À 40 minutes à peine de Cambo, changement d’ambiance : Hendaye vous conte la naissance du tourisme des bains de mer, au début du XXe siècle, avec son étonnant casino de style mauresque (1884), son superbe hôtel de luxe, L’Eskualduna, et ses maisons de « style néo-basque », aux colombages « sang de bœuf » dessinées par Edmond Durandeau. « Une fierté de la ville ! » souligne notre guide. C’est qu’ici, son superbe ruban de sable blond se déroule sur plus de 3 km jusqu’aux rochers des Deux Jumeaux. Lovée au creux d’une anse, cette plage possède l’immense avantage d’être abritée des rouleaux. On s’y baigne donc à loisir…

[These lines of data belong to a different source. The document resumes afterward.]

use clap::Subcommand;
use meetpoll_core::auth::generate_seed;
use meetpoll_core::Config;

use crate::context::CliResult;

#[derive(Subcommand)]
pub enum ConfigAction {
    /// Get a config value
    Get {
        /// Dotted key (e.g. "suggestions.pool_cap", "polls.token_ttl_hours")
        key: String,
    },
    /// Set a config value
    Set {
        /// Dotted key
        key: String,
        /// New value
        value: String,
    },
    /// List all config values
    List,
    /// Generate and store a new token signing seed
    InitSecret {
        /// Replace an existing seed (invalidates issued tokens)
        #[arg(long)]
        force: bool,
    },
    /// Reset config to defaults
    Reset,
}

pub fn run(action: ConfigAction) -> CliResult {
    match action {
        ConfigAction::Get { key } => {
            let config = Config::load()?;
            match config.get(&key) {
                Some(value) => println!("{value}"),
                None => return Err(format!("unknown key: {key}").into()),
            }
        }
        ConfigAction::Set { key, value } => {
            let mut config = Config::load()?;
            config.set(&key, &value)?;
            config.save()?;
            println!("ok");
        }
        ConfigAction::List => {
            let config = Config::load()?;
            println!("{}", serde_json::to_string_pretty(&config)?);
        }
        ConfigAction::InitSecret { force } => {
            let mut config = Config::load()?;
            if config.auth.signing_seed.is_some() && !force {
                return Err("signing seed already set (use --force to replace it)".into());
            }
            config.auth.signing_seed = Some(generate_seed());
            config.save()?;
            println!("signing seed written to {}", Config::path()?.display());
        }
        ConfigAction::Reset => {
            let config = Config::default();
            config.save()?;
            println!("config reset to defaults");
        }
    }
    Ok(())
}
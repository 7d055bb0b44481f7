//! Candidate slot enumeration against a merged busy timeline.
//!
//! Walks a search window with a cursor, emitting fixed-duration slots at a
//! configurable step and jumping the cursor past every busy block.

use chrono::{DateTime, Duration, Utc};

use super::interval::TimeInterval;
use crate::error::ValidationError;

/// Default upper bound on generated candidates per request.
pub const DEFAULT_POOL_CAP: usize = 96;

/// Enumerates busy-free candidate slots inside a window.
#[derive(Debug, Clone)]
pub struct SlotGenerator {
    duration: Duration,
    increment: Duration,
    pool_cap: usize,
}

impl SlotGenerator {
    /// Create a generator for slots of `duration`, stepping by `increment`.
    ///
    /// # Errors
    /// Returns [`ValidationError::NonPositive`] if either duration is not
    /// strictly positive.
    pub fn new(duration: Duration, increment: Duration) -> Result<Self, ValidationError> {
        if duration <= Duration::zero() {
            return Err(ValidationError::NonPositive {
                field: "duration".to_string(),
                value: duration.num_minutes(),
            });
        }
        if increment <= Duration::zero() {
            return Err(ValidationError::NonPositive {
                field: "increment".to_string(),
                value: increment.num_minutes(),
            });
        }
        Ok(Self {
            duration,
            increment,
            pool_cap: DEFAULT_POOL_CAP,
        })
    }

    /// Set the hard cap on emitted candidates.
    pub fn with_pool_cap(mut self, cap: usize) -> Self {
        self.pool_cap = cap;
        self
    }

    /// Generate slots inside `window` that avoid every interval in `busy`.
    ///
    /// `busy` must already be merged (sorted, non-overlapping); see
    /// [`super::merge_intervals`].
    pub fn generate(&self, busy: &[TimeInterval], window: TimeInterval) -> Vec<TimeInterval> {
        let mut slots = Vec::new();
        let mut cursor = Some(window.start());
        let window_end = window.end();

        for block in busy {
            let Some(at) = cursor else { break };
            if slots.len() >= self.pool_cap || at >= window_end {
                break;
            }
            cursor = self.fill(&mut slots, at, block.start().min(window_end));
            cursor = cursor.map(|at| at.max(block.end()));
        }

        if let Some(at) = cursor {
            self.fill(&mut slots, at, window_end);
        }
        slots
    }

    /// Emit slots from `cursor` while they end by `limit`. Returns the next
    /// cursor, or `None` once stepping past the representable range.
    fn fill(
        &self,
        slots: &mut Vec<TimeInterval>,
        mut cursor: DateTime<Utc>,
        limit: DateTime<Utc>,
    ) -> Option<DateTime<Utc>> {
        while slots.len() < self.pool_cap {
            match cursor.checked_add_signed(self.duration) {
                Some(end) if end <= limit => slots.push(TimeInterval::new_unchecked(cursor, end)),
                _ => break,
            }
            cursor = cursor.checked_add_signed(self.increment)?;
        }
        Some(cursor)
    }
}
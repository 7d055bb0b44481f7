//! Availability: busy-time collection and ranked slot suggestions.

pub mod collector;
pub mod interval;
pub mod priority;
pub mod slots;
pub mod suggest;

pub use collector::{BusyIntervalCollector, CollectedBusy};
pub use interval::{merge_intervals, TimeInterval};
pub use priority::{default_dayparts, Daypart, SlotPrioritizer};
pub use slots::{SlotGenerator, DEFAULT_POOL_CAP};
pub use suggest::{SuggestionRequest, SuggestionResponse, SuggestionService};
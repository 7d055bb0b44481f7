use std::collections::HashMap;
use std::path::PathBuf;
use std::sync::Arc;

use chrono::{DateTime, Utc};
use clap::Args;
use meetpoll_core::integrations::{CalendarProvider, FileCalendarProvider, GoogleFreeBusyProvider};
use meetpoll_core::{Config, SuggestionRequest, SuggestionService};

use crate::context::{print_json, CliResult};

#[derive(Args)]
pub struct SuggestArgs {
    /// Participant identity (repeatable)
    #[arg(long = "participant", short = 'p', required = true)]
    pub participants: Vec<String>,
    /// Window start (RFC 3339)
    #[arg(long)]
    pub from: DateTime<Utc>,
    /// Window end (RFC 3339)
    #[arg(long)]
    pub to: DateTime<Utc>,
    /// Meeting length in minutes
    #[arg(long, default_value_t = 30)]
    pub duration: i64,
    /// Step between candidate starts in minutes
    #[arg(long)]
    pub increment: Option<i64>,
    /// Maximum suggestions to return
    #[arg(long)]
    pub max: Option<i64>,
    /// IANA time zone for daypart ranking (e.g. "Europe/Berlin")
    #[arg(long)]
    pub tz: Option<String>,
    /// JSON file mapping identities to busy blocks
    #[arg(long, conflicts_with = "google_tokens")]
    pub busy_file: Option<PathBuf>,
    /// JSON file mapping identities to Google OAuth access tokens
    #[arg(long)]
    pub google_tokens: Option<PathBuf>,
}

pub async fn run(args: SuggestArgs) -> CliResult {
    let config = Config::load()?;
    let provider: Arc<dyn CalendarProvider> = match (&args.busy_file, &args.google_tokens) {
        (Some(path), _) => Arc::new(FileCalendarProvider::load(path)?),
        (None, Some(path)) => {
            let tokens: HashMap<String, String> =
                serde_json::from_str(&std::fs::read_to_string(path)?)?;
            Arc::new(GoogleFreeBusyProvider::new(tokens))
        }
        (None, None) => return Err("one of --busy-file or --google-tokens is required".into()),
    };

    let service = SuggestionService::new(provider, &config.suggestions)?;
    let response = service
        .suggest(SuggestionRequest {
            participants: args.participants,
            duration_minutes: args.duration,
            window_start: args.from,
            window_end: args.to,
            slot_increment_minutes: args.increment,
            max_suggestions: args.max,
            client_timezone: args.tz,
        })
        .await?;

    if !response.participants_missing.is_empty() {
        eprintln!(
            "warning: no calendar data for {}",
            response.participants_missing.join(", ")
        );
    }
    print_json(&response)
}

À un jet de pelote, de l’autre côté du fleuve Bidassoa, c’est l’Espagne et la petite ville d’Hondarribia que l’on rejoint par le bac. À l’autre extrémité, le Château Observatoire d’Abbadia, de style néogothique, construit par Viollet-le-Duc, permet d’admirer toute la baie. À proximité, le Domaine d’Abbadia, site naturel protégé, se prête à une balade bucolique de 6 km entre falaises, landes basques, sous-bois et prairies fleuries parsemées de gros moutons chevelus ! À 15 km d’Hendaye, en remontant la côte, le typique village de Guéthary, « plus petit » de la côte Atlantique, et son mini port de pêche méritent un arrêt pour profiter du soleil couchant depuis La Terrasse. Puis c’est Anglet qu’on apprécie pour ses innombrables plages à perte de vue. L’océan prend ici toute sa vigueur et séduit les surfeurs du monde entier. Mais Anglet joue aussi la carte culturelle avec sa nouvelle galerie Georges-Pompidou, inaugurée en mai 2023 par une exposition de Daniel Buren. On ne manquera pas non plus la Villa Beatrix Enea, qui expose une partie de la belle collection d’art contemporain que détient la ville. Grâce à ses pistes cyclables, Anglet se sillonne facilement, entre l’océan, la forêt du Pignada et l’Adour, la rivière qui la sépare de Bayonne. Ses restaurants-paillotes sur la plage, où l’on déguste une délicieuse cuisine faite de chipirons et autres produits locaux, constituent autant de spots pour observer les prouesses des surfeurs. Et pour ceux qui recherchent un havre dans un cocon de verdure, une superbe bâtisse, le château de Brindos, construite par un Ecossais fortuné dans les années folles, a été récemment rénovée : à la fois hôtel, restaurant, bar et spa, on s’y pose avec bonheur pour savourer un verre de blanc sur la terrasse donnant sur un lac. Loin du ressac de l’océan, la magie opère instantanément.